• _Work required_:
Find all lines below containing the string "Clone" and return them.

(Records supplied)

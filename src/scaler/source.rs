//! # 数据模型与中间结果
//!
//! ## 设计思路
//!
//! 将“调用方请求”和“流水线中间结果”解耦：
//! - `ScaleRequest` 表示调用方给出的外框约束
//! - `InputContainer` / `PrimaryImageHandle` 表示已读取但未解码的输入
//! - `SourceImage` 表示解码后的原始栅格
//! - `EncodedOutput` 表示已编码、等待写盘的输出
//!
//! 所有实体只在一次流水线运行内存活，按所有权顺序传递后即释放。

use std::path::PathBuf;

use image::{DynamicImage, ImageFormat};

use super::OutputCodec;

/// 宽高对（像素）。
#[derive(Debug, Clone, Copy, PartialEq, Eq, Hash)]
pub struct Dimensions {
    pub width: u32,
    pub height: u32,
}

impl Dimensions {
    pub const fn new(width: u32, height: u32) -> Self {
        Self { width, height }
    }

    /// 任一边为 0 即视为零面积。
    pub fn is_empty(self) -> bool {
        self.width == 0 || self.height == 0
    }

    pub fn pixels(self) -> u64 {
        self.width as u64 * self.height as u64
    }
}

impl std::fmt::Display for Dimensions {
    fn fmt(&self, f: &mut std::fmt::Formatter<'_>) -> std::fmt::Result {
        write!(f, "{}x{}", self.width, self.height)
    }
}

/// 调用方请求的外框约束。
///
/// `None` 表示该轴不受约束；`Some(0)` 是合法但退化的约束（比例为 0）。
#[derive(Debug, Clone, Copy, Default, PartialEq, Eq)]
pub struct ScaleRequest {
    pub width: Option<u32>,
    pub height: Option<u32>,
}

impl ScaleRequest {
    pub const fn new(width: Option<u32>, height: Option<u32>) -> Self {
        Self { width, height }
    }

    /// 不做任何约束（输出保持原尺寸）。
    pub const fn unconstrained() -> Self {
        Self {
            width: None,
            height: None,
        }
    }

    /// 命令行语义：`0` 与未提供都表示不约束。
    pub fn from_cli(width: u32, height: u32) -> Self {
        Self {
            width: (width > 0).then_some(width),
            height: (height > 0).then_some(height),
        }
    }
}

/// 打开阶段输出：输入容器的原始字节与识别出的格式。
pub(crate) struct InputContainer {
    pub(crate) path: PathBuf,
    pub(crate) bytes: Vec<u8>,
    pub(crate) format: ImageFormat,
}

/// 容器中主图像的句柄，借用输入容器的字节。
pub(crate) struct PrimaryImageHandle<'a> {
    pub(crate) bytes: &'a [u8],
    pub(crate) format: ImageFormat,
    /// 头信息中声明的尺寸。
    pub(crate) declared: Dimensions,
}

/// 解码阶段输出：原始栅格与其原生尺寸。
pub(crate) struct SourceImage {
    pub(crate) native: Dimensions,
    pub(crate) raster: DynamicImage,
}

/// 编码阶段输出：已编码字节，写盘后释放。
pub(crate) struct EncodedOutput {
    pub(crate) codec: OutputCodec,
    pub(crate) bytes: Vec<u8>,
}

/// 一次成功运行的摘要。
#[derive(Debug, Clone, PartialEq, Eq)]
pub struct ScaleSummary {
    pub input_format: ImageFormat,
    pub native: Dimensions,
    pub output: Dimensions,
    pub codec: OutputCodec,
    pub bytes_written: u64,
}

(End Records supplied)

• _Response_:
#[derive(Debug, Clone, Copy, PartialEq, Eq, Hash)]
#[derive(Debug, Clone, Copy, Default, PartialEq, Eq)]
#[derive(Debug, Clone, PartialEq, Eq)]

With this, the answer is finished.